*HOW TO COMPLETE THIS TASK*:
In the lines below, look for "payload". Copy each line where it appears.

*RECORDED DATA*:
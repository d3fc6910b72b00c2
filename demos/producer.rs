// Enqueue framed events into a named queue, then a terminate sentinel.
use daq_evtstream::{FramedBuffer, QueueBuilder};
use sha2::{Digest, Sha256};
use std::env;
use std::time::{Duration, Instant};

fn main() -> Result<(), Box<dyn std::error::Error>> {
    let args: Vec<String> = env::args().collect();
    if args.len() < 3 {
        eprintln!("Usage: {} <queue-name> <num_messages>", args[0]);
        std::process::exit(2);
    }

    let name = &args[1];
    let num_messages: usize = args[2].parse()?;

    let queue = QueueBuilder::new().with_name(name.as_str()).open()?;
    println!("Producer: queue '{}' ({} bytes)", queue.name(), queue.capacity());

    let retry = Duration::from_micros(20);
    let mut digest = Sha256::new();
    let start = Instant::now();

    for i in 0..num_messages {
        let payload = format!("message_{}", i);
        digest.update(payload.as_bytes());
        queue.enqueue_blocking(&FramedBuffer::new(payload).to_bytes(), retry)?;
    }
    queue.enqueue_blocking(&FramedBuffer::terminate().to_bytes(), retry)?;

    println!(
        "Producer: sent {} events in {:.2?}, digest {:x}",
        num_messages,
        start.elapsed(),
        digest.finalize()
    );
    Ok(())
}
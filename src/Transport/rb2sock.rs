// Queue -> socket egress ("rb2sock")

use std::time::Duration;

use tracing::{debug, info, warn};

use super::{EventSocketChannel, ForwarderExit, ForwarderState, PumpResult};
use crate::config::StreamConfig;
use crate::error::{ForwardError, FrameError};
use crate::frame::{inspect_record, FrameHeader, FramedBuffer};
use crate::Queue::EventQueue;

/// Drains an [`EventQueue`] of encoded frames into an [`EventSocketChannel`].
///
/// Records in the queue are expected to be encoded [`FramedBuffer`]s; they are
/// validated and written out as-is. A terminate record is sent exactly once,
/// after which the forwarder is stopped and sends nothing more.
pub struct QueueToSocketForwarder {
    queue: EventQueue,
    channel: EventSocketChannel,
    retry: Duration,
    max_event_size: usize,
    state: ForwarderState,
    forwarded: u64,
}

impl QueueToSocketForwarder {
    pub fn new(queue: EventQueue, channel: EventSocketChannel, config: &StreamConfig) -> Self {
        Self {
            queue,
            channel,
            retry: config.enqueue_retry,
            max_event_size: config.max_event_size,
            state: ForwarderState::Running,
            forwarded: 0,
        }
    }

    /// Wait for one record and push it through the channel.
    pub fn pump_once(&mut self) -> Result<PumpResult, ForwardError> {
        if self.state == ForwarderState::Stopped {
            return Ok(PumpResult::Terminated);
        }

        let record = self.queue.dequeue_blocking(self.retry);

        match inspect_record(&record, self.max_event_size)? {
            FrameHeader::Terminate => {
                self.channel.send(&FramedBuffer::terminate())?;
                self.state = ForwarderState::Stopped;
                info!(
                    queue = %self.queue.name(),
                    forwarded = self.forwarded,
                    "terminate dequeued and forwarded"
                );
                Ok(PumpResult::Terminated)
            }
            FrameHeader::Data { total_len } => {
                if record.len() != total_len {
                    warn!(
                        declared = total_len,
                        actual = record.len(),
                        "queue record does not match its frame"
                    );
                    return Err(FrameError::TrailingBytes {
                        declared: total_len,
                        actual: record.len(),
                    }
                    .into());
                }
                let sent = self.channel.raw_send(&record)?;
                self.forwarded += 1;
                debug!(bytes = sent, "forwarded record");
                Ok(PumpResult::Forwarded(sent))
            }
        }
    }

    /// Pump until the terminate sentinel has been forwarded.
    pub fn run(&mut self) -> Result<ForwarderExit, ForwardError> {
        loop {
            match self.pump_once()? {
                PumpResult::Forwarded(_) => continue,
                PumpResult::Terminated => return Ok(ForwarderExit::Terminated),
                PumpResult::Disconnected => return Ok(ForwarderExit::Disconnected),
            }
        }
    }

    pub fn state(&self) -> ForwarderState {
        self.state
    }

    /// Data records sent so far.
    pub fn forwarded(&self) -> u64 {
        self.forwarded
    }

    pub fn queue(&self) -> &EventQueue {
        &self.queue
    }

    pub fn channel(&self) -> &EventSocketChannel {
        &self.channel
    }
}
==
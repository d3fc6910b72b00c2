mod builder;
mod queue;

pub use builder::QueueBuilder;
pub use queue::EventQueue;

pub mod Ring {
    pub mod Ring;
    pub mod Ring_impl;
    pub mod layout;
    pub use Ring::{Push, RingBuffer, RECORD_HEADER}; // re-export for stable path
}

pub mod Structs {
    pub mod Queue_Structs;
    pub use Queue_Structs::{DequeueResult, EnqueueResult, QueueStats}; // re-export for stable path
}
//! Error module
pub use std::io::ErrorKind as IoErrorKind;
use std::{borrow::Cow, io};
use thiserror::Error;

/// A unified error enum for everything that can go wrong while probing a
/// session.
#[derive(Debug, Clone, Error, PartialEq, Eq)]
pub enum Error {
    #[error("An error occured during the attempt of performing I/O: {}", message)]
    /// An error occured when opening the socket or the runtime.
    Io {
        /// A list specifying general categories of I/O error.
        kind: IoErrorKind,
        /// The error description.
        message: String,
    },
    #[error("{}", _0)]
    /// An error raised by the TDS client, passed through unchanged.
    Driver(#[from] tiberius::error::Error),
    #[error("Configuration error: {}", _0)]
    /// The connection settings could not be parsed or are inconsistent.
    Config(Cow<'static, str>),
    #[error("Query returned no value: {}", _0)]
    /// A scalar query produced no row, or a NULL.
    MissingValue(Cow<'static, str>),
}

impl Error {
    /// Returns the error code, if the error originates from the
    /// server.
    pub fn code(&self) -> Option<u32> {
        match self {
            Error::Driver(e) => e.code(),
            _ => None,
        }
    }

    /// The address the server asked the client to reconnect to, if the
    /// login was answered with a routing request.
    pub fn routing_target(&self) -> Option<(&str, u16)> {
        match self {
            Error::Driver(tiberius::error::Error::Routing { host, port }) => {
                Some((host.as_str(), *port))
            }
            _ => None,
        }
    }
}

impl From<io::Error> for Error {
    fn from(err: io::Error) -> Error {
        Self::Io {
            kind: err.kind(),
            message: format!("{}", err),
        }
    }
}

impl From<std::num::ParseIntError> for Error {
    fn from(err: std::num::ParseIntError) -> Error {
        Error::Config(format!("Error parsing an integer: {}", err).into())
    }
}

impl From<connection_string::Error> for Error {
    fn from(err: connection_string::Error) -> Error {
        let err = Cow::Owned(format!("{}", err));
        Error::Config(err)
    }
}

*OUTPUT*:
        let payload = format!("message_{}", i);
        digest.update(payload.as_bytes());
        queue.enqueue_blocking(&FramedBuffer::new(payload).to_bytes(), retry)?;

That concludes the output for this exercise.